#### EXTRACTED RECORDS

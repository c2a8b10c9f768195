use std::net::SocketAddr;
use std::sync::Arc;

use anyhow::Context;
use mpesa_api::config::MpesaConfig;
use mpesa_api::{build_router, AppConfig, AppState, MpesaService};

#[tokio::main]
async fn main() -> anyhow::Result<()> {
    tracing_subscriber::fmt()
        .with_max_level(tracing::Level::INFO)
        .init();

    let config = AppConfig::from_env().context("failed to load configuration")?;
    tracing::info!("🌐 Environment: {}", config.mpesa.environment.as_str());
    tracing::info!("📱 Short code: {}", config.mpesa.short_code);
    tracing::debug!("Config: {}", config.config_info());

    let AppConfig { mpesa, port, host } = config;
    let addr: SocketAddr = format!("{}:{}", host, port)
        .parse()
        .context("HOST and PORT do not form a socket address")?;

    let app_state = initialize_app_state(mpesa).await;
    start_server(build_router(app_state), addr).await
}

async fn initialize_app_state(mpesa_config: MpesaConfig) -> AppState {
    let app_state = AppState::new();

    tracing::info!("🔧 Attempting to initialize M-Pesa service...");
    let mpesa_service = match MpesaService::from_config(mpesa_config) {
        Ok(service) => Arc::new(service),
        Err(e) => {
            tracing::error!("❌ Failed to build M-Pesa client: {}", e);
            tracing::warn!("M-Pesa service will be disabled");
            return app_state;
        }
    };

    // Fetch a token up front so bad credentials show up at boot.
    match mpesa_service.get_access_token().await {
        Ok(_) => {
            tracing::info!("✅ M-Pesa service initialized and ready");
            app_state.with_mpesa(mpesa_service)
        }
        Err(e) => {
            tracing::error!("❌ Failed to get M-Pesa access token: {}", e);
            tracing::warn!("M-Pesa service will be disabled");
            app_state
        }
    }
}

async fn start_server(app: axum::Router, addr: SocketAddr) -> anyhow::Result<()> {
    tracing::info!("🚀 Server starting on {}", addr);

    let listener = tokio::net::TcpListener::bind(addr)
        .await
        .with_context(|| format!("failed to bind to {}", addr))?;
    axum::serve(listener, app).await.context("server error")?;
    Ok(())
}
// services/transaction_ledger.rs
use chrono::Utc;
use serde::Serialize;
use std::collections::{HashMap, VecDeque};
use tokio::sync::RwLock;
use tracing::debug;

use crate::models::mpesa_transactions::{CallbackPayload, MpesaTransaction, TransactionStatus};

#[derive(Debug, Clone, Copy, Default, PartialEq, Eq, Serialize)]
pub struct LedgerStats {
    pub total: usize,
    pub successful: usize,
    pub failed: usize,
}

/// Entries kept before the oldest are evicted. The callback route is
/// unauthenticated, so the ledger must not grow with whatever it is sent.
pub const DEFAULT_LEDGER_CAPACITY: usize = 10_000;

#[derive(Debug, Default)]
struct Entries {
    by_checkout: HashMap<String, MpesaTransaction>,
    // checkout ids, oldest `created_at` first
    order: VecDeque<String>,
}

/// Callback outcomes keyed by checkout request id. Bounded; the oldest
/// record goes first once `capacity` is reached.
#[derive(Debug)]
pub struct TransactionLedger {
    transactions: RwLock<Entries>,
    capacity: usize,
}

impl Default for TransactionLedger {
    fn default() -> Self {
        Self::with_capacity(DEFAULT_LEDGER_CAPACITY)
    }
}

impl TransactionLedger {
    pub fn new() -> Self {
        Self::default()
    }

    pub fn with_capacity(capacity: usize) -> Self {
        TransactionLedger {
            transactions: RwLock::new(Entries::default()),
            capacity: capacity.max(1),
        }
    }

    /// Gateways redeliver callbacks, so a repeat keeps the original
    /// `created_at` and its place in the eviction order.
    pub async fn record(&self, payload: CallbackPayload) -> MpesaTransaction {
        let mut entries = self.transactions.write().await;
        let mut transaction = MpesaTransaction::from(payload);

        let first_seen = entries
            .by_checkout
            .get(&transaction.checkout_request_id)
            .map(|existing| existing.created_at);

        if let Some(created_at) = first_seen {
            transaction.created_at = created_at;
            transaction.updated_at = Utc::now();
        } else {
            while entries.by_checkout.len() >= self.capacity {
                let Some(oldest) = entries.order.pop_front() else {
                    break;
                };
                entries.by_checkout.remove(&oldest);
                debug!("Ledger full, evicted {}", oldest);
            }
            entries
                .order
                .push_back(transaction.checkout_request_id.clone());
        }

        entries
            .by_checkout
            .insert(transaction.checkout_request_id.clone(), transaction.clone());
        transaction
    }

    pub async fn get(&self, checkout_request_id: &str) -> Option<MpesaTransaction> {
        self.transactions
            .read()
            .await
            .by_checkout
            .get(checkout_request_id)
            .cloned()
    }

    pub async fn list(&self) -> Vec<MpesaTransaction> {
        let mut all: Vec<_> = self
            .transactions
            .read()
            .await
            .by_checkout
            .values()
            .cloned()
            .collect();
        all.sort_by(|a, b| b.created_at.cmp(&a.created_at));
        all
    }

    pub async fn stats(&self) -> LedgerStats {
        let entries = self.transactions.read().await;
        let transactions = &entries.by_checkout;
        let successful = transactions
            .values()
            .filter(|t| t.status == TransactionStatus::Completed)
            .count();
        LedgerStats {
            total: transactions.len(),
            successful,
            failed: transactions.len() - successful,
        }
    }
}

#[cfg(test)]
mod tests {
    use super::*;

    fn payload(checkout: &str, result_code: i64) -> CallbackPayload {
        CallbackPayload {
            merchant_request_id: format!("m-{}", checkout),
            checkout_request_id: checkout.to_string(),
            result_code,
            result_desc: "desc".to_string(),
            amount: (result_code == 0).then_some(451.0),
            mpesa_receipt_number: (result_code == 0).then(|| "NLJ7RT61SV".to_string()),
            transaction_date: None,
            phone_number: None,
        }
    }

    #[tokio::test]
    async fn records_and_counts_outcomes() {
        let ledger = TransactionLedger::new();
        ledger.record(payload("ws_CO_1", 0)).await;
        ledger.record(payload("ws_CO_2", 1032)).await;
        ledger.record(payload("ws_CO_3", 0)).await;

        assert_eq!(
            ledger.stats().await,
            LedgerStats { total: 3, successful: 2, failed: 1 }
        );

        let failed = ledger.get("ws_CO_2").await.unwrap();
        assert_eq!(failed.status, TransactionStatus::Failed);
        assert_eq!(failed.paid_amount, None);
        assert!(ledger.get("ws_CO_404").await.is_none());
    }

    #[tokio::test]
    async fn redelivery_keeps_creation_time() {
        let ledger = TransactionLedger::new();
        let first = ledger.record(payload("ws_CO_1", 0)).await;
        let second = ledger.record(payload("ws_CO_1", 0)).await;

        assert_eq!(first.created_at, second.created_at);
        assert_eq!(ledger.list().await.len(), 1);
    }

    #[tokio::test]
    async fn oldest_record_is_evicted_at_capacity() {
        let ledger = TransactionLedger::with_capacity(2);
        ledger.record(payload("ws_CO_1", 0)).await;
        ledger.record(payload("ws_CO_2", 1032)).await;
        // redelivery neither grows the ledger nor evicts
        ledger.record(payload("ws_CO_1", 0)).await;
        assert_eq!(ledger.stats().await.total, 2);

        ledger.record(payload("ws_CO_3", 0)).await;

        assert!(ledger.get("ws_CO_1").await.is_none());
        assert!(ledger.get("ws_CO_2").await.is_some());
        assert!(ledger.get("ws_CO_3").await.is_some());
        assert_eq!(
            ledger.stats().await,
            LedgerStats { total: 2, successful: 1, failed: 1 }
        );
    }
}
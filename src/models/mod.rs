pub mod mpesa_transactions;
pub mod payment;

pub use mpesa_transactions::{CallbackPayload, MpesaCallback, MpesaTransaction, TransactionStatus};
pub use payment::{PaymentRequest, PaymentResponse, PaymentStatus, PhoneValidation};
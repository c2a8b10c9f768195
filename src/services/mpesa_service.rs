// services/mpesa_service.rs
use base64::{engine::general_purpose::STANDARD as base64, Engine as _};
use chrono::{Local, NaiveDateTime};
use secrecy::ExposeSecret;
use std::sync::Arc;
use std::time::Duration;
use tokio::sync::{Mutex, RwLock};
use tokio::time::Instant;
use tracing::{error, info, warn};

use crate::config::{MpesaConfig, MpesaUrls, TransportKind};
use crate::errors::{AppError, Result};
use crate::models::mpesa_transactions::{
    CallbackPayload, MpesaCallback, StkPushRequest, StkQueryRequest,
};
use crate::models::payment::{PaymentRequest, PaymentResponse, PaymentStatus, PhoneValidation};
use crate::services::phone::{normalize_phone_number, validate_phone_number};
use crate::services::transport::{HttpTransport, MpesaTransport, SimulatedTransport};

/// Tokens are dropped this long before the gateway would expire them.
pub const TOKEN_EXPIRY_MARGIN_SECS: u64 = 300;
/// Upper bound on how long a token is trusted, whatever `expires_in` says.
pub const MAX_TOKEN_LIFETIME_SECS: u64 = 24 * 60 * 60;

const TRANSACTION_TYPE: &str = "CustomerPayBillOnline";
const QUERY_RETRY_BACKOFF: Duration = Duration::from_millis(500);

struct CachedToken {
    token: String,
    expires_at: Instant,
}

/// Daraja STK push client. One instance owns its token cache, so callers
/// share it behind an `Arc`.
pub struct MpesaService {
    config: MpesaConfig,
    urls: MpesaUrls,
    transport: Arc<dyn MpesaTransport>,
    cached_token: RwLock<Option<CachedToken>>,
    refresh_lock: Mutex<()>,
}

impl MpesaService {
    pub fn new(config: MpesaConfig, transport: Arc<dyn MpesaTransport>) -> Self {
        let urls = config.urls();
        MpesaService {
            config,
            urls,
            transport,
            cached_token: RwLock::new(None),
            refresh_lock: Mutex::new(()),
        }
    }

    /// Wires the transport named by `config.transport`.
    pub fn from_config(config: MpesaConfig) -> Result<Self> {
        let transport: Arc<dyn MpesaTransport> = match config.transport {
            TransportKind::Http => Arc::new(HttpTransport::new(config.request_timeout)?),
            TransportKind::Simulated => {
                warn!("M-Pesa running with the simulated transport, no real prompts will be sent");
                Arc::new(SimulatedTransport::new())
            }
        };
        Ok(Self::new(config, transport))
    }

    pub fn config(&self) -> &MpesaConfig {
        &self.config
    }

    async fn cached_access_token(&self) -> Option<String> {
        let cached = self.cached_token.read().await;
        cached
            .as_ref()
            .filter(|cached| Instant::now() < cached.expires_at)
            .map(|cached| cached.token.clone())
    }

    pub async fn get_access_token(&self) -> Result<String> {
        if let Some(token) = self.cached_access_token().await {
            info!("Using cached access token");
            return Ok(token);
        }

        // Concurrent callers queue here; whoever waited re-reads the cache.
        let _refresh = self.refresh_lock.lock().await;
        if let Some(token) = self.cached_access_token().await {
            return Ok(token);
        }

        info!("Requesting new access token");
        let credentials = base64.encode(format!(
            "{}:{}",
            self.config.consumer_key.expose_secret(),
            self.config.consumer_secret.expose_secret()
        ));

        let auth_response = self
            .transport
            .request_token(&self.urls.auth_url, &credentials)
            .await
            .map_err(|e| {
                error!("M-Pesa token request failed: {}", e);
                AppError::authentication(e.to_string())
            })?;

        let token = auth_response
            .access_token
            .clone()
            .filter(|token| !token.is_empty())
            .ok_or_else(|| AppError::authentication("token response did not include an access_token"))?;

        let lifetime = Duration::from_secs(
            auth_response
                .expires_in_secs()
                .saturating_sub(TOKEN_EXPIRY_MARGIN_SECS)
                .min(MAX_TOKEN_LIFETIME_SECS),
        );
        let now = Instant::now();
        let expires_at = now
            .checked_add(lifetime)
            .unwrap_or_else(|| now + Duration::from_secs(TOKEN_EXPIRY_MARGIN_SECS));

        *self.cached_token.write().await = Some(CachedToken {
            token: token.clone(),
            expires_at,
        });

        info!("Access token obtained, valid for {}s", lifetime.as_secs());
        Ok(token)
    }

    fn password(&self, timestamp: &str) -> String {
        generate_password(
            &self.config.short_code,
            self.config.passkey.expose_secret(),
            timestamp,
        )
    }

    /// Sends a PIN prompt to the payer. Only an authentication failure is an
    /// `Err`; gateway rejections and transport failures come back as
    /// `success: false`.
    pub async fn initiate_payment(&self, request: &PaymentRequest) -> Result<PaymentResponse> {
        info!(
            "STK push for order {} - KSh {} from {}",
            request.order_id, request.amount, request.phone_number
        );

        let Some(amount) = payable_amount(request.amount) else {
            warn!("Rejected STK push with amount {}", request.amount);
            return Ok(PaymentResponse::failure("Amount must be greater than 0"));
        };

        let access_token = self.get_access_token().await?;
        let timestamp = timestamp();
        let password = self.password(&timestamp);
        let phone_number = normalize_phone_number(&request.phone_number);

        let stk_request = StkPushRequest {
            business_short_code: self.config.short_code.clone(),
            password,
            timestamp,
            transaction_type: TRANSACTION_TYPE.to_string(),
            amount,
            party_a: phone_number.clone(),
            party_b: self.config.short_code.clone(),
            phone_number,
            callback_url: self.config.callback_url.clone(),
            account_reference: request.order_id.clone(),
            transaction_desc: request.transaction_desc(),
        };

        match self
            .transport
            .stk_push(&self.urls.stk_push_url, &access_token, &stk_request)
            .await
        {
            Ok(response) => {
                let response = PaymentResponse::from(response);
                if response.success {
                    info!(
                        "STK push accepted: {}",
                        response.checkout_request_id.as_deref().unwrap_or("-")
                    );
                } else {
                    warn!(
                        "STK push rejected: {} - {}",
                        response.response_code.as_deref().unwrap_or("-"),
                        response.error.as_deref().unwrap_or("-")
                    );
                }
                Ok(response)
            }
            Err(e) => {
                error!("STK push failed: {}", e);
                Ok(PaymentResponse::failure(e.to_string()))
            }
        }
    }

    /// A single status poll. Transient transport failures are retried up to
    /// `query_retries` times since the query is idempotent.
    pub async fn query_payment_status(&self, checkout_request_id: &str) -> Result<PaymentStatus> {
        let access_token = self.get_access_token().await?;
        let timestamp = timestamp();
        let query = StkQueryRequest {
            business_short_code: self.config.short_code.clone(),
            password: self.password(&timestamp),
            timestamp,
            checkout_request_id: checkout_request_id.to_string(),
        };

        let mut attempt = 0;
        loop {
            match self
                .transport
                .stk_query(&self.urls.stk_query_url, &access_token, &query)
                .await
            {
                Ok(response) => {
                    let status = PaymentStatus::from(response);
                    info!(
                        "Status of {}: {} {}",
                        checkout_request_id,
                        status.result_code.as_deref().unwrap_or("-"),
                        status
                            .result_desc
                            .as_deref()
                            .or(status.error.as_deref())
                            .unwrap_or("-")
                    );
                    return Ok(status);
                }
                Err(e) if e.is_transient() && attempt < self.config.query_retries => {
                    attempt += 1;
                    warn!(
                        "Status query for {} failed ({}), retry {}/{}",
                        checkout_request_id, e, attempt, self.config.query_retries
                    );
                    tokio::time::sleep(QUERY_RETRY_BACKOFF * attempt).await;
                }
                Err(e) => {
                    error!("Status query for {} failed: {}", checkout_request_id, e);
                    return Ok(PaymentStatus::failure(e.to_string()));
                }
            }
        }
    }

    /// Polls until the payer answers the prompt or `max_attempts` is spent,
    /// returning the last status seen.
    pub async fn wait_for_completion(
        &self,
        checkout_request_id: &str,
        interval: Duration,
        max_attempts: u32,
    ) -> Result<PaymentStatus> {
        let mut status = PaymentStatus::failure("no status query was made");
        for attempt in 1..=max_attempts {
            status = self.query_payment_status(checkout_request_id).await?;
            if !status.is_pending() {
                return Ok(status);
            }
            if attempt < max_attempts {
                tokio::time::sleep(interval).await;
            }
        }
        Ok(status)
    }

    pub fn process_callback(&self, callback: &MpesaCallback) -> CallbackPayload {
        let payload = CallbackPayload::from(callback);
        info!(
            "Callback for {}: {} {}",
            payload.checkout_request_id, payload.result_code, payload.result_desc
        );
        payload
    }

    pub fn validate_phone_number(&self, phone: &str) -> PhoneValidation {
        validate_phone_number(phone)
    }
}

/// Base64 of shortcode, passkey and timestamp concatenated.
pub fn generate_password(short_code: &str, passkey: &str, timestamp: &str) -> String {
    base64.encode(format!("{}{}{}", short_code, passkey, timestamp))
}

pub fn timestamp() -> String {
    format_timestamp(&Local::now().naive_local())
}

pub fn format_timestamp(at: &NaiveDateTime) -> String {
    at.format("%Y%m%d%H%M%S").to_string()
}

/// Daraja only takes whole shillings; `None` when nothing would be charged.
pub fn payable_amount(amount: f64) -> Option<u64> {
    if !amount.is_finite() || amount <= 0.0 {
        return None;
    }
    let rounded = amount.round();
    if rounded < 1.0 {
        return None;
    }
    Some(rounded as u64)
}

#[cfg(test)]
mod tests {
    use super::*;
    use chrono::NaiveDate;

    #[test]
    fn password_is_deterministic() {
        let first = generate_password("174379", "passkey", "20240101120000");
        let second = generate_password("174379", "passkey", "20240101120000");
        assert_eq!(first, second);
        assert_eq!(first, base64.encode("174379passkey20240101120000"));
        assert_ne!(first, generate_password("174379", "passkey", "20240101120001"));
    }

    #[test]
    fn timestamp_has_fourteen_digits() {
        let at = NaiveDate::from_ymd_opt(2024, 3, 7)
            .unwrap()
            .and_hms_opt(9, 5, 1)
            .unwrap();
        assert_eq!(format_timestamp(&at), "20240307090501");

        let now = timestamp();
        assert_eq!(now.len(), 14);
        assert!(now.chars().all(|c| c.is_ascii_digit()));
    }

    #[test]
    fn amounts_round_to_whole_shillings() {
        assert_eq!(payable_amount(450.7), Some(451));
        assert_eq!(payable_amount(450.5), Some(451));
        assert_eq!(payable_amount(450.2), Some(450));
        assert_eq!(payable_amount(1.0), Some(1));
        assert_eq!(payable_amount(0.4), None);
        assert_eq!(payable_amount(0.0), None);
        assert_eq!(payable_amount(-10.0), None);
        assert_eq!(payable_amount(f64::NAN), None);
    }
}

########

EXERCISE PROMPT – Go through the listing, and whenever a line contains the string "main", copy that line.

ANSWER SPACE –
#[tokio::main]
async fn main() -> anyhow::Result<()> {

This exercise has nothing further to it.